[[ SUPPLIED DATA, beginning ]]

//! Zero-alloc ANSI colour wrapper for bar styling.

use std::{fmt, io, str};

use thiserror::Error;

#[derive(Debug, Error, PartialEq, Eq)]
pub enum ColorError {
    #[error("invalid color '{0}'. choose from 'red', 'blue', 'green', 'magenta', 'yellow', 'black', 'cyan' or #RRGGBB")]
    UnknownName(String),
    #[error("invalid hex colour digit")]
    InvalidHexDigit,
    #[error("hex colour must be exactly 6 digits")]
    InvalidHexLength,
}

// --- AnsiCode ---
#[derive(Clone, Copy, Debug, PartialEq, Eq)]
pub enum AnsiCode {
    Static(&'static str),
    Inline { buf: [u8; 20], len: u8 },
}

impl AnsiCode {
    pub const fn black() -> Self {
        Self::Static("\x1b[90m")
    }
    pub const fn red() -> Self {
        Self::Static("\x1b[91m")
    }
    pub const fn green() -> Self {
        Self::Static("\x1b[92m")
    }
    pub const fn yellow() -> Self {
        Self::Static("\x1b[93m")
    }
    pub const fn blue() -> Self {
        Self::Static("\x1b[94m")
    }
    pub const fn magenta() -> Self {
        Self::Static("\x1b[95m")
    }
    pub const fn cyan() -> Self {
        Self::Static("\x1b[96m")
    }
    #[inline]
    pub const fn reset() -> Self {
        Self::Static("\x1b[0m")
    }

    /// True-colour escape `ESC[38;2;R;G;Bm`.
    #[must_use]
    #[allow(clippy::cast_possible_truncation)]
    pub fn rgb(r: u8, g: u8, b: u8) -> Self {
        let mut buf = [0u8; 20];
        buf[..7].copy_from_slice(b"\x1b[38;2;");
        let mut len = 7;

        for (i, v) in [r, g, b].into_iter().enumerate() {
            len += write_u8(&mut buf[len..], v);
            if i != 2 {
                buf[len] = b';';
                len += 1;
            }
        }
        buf[len] = b'm';
        len += 1;
        Self::Inline {
            buf,
            len: len as u8,
        }
    }

    /// Parse colour names or `#rrggbb`.
    pub fn from_name(s: &str) -> Result<Self, ColorError> {
        match s.trim().to_ascii_lowercase().as_str() {
            "black" => Ok(Self::black()),
            "red" => Ok(Self::red()),
            "green" => Ok(Self::green()),
            "yellow" => Ok(Self::yellow()),
            "blue" => Ok(Self::blue()),
            "magenta" => Ok(Self::magenta()),
            "cyan" => Ok(Self::cyan()),
            other if other.starts_with('#') => Self::from_hex(other),
            other => Err(ColorError::UnknownName(other.to_owned())),
        }
    }

    pub fn from_hex(hex: &str) -> Result<Self, ColorError> {
        let h = hex.trim_start_matches('#');
        if h.len() != 6 || !h.is_ascii() {
            return Err(ColorError::InvalidHexLength);
        }
        let byte = |s: &str| u8::from_str_radix(s, 16).map_err(|_| ColorError::InvalidHexDigit);
        Ok(Self::rgb(byte(&h[..2])?, byte(&h[2..4])?, byte(&h[4..])?))
    }

    #[inline]
    #[must_use]
    pub fn as_str(&self) -> &str {
        match self {
            Self::Static(s) => s,
            Self::Inline { buf, len } => str::from_utf8(&buf[..*len as usize]).unwrap_or(""),
        }
    }
}

/// Default stacked-chart colours, in assignment order.
pub const PALETTE: [AnsiCode; 7] = [
    AnsiCode::red(),
    AnsiCode::blue(),
    AnsiCode::green(),
    AnsiCode::magenta(),
    AnsiCode::yellow(),
    AnsiCode::black(),
    AnsiCode::cyan(),
];

/// First `n` palette colours, wrapping around when `n` exceeds the palette.
#[must_use]
pub fn palette(n: usize) -> Vec<AnsiCode> {
    PALETTE.iter().copied().cycle().take(n).collect()
}

// --- Helpers ---
fn write_u8(dst: &mut [u8], mut n: u8) -> usize {
    let mut tmp = [0u8; 3];
    let mut i = 3;
    loop {
        i -= 1;
        tmp[i] = b'0' + n % 10;
        n /= 10;
        if n == 0 {
            break;
        }
    }
    let len = 3 - i;
    dst[..len].copy_from_slice(&tmp[i..]);
    len
}

impl fmt::Display for AnsiCode {
    fn fmt(&self, f: &mut fmt::Formatter<'_>) -> fmt::Result {
        f.write_str(self.as_str())
    }
}

/// Wrap `text` in colour + reset sequence.
#[inline]
#[must_use]
pub fn colorize(c: &AnsiCode, text: &str) -> String {
    format!("{c}{text}{}", AnsiCode::reset())
}

/// Write `text`, wrapped in `color` when one is given.  No escapes otherwise.
pub fn write_styled<W: io::Write>(
    out: &mut W,
    color: Option<&AnsiCode>,
    text: &str,
) -> io::Result<()> {
    match color {
        Some(c) => write!(out, "{c}{text}{}", AnsiCode::reset()),
        None => out.write_all(text.as_bytes()),
    }
}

[[ SUPPLIED DATA, end ]]

**TO DO**:
Search the material above for the word "impl", then copy out each line that has it.

**RESULT OF THIS TASK**:
impl AnsiCode {
impl fmt::Display for AnsiCode {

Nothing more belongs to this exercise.